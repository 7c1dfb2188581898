use call_state::{CallEvent, CallStateSink, LocalCallState, telemetry};
use futures::FutureExt;
use futures::future::LocalBoxFuture;
use std::cell::RefCell;
use std::rc::Rc;
use tokio::sync::oneshot;

pub fn init_tracing() {
    let subscriber = telemetry::get_subscriber("error");
    // Already set by another test in this binary.
    let _ = telemetry::init_subscriber(subscriber);
}

/// A call function whose invocations stay pending until the test settles
/// them, by invocation order.
pub struct Deferred<T, E> {
    senders: Rc<RefCell<Vec<Option<oneshot::Sender<Result<T, E>>>>>>,
}

impl<T: 'static, E: 'static> Deferred<T, E> {
    pub fn new() -> Self {
        Self {
            senders: Rc::new(RefCell::new(Vec::new())),
        }
    }

    pub fn call_fn(
        &self,
    ) -> impl Fn(u32) -> LocalBoxFuture<'static, Result<T, E>> + use<T, E> {
        let senders = self.senders.clone();
        move |_args| {
            let (tx, rx) = oneshot::channel();
            senders.borrow_mut().push(Some(tx));
            async move { rx.await.expect("deferred call was never settled") }
                .boxed_local()
        }
    }

    /// Number of times the call function has been invoked.
    pub fn invocations(&self) -> usize {
        self.senders.borrow().len()
    }

    pub fn settle(&self, invocation: usize, result: Result<T, E>) {
        let sender = self.senders.borrow_mut()[invocation]
            .take()
            .expect("invocation already settled");
        let _ = sender.send(result);
    }
}

/// Sink that records each event into a shared log before applying it.
#[derive(Clone)]
pub struct RecordingSink<T, E> {
    pub state: LocalCallState<T, E>,
    pub log: Rc<RefCell<Vec<String>>>,
}

impl<T, E> RecordingSink<T, E> {
    pub fn new(log: Rc<RefCell<Vec<String>>>) -> Self {
        Self {
            state: LocalCallState::new(),
            log,
        }
    }
}

impl<T, E> CallStateSink<T, E> for RecordingSink<T, E> {
    fn dispatch(&self, event: CallEvent<T, E>) {
        let name = match &event {
            CallEvent::Fetching => "event:fetching",
            CallEvent::Received(_) => "event:received",
            CallEvent::Errored(_) => "event:errored",
        };
        self.log.borrow_mut().push(name.to_string());
        self.state.dispatch(event);
    }
}
//! Logging to the javascript console.

use tracing_subscriber::{EnvFilter, fmt, prelude::*};
use tracing_web::MakeWebConsoleWriter;

/// Install a console subscriber filtered by `directives`, e.g.
/// `"error,call_state=debug"`.
///
/// Returns false if a global subscriber was already installed.
pub fn init_logging(directives: &str) -> bool {
    // No clock in the browser, and the console shows levels itself.
    let console = fmt::layer()
        .without_time()
        .with_level(false)
        .with_ansi(false)
        .with_line_number(true)
        .with_writer(MakeWebConsoleWriter::new().with_pretty_level());

    let installed = tracing_subscriber::registry()
        .with(EnvFilter::new(directives))
        .with(console)
        .try_init()
        .is_ok();

    if installed {
        tracing::info!(directives, "Console logging installed");
    }
    installed
}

****************

● **TASK DESCRIPTION**:
Would you return the entries exactly as they stand?

● **EXERCISE SOLUTION**:
repository 7c1dfb2188581898
use call_state::{CallEvent, CallStateSink, LocalCallState, telemetry};
use futures::FutureExt;
use futures::future::LocalBoxFuture;
use std::cell::RefCell;
use std::rc::Rc;
use tokio::sync::oneshot;

pub fn init_tracing() {
    let subscriber = telemetry::get_subscriber("error");
    // Already set by another test in this binary.
    let _ = telemetry::init_subscriber(subscriber);
}

/// A call function whose invocations stay pending until the test settles
/// them, by invocation order.
pub struct Deferred<T, E> {
    senders: Rc<RefCell<Vec<Option<oneshot::Sender<Result<T, E>>>>>>,
}

impl<T: 'static, E: 'static> Deferred<T, E> {
    pub fn new() -> Self {
        Self {
            senders: Rc::new(RefCell::new(Vec::new())),
        }
    }

    pub fn call_fn(
        &self,
    ) -> impl Fn(u32) -> LocalBoxFuture<'static, Result<T, E>> + use<T, E> {
        let senders = self.senders.clone();
        move |_args| {
            let (tx, rx) = oneshot::channel();
            senders.borrow_mut().push(Some(tx));
            async move { rx.await.expect("deferred call was never settled") }
                .boxed_local()
        }
    }

    /// Number of times the call function has been invoked.
    pub fn invocations(&self) -> usize {
        self.senders.borrow().len()
    }

    pub fn settle(&self, invocation: usize, result: Result<T, E>) {
        let sender = self.senders.borrow_mut()[invocation]
            .take()
            .expect("invocation already settled");
        let _ = sender.send(result);
    }
}

/// Sink that records each event into a shared log before applying it.
#[derive(Clone)]
pub struct RecordingSink<T, E> {
    pub state: LocalCallState<T, E>,
    pub log: Rc<RefCell<Vec<String>>>,
}

impl<T, E> RecordingSink<T, E> {
    pub fn new(log: Rc<RefCell<Vec<String>>>) -> Self {
        Self {
            state: LocalCallState::new(),
            log,
        }
    }
}

impl<T, E> CallStateSink<T, E> for RecordingSink<T, E> {
    fn dispatch(&self, event: CallEvent<T, E>) {
        let name = match &event {
            CallEvent::Fetching => "event:fetching",
            CallEvent::Received(_) => "event:received",
            CallEvent::Errored(_) => "event:errored",
        };
        self.log.borrow_mut().push(name.to_string());
        self.state.dispatch(event);
    }
}
//! Logging to the javascript console.

use tracing_subscriber::{EnvFilter, fmt, prelude::*};
use tracing_web::MakeWebConsoleWriter;

/// Install a console subscriber filtered by `directives`, e.g.
/// `"error,call_state=debug"`.
///
/// Returns false if a global subscriber was already installed.
pub fn init_logging(directives: &str) -> bool {
    // No clock in the browser, and the console shows levels itself.
    let console = fmt::layer()
        .without_time()
        .with_level(false)
        .with_ansi(false)
        .with_line_number(true)
        .with_writer(MakeWebConsoleWriter::new().with_pretty_level());

    let installed = tracing_subscriber::registry()
        .with(EnvFilter::new(directives))
        .with(console)
        .try_init()
        .is_ok();

    if installed {
        tracing::info!(directives, "Console logging installed");
    }
    installed
}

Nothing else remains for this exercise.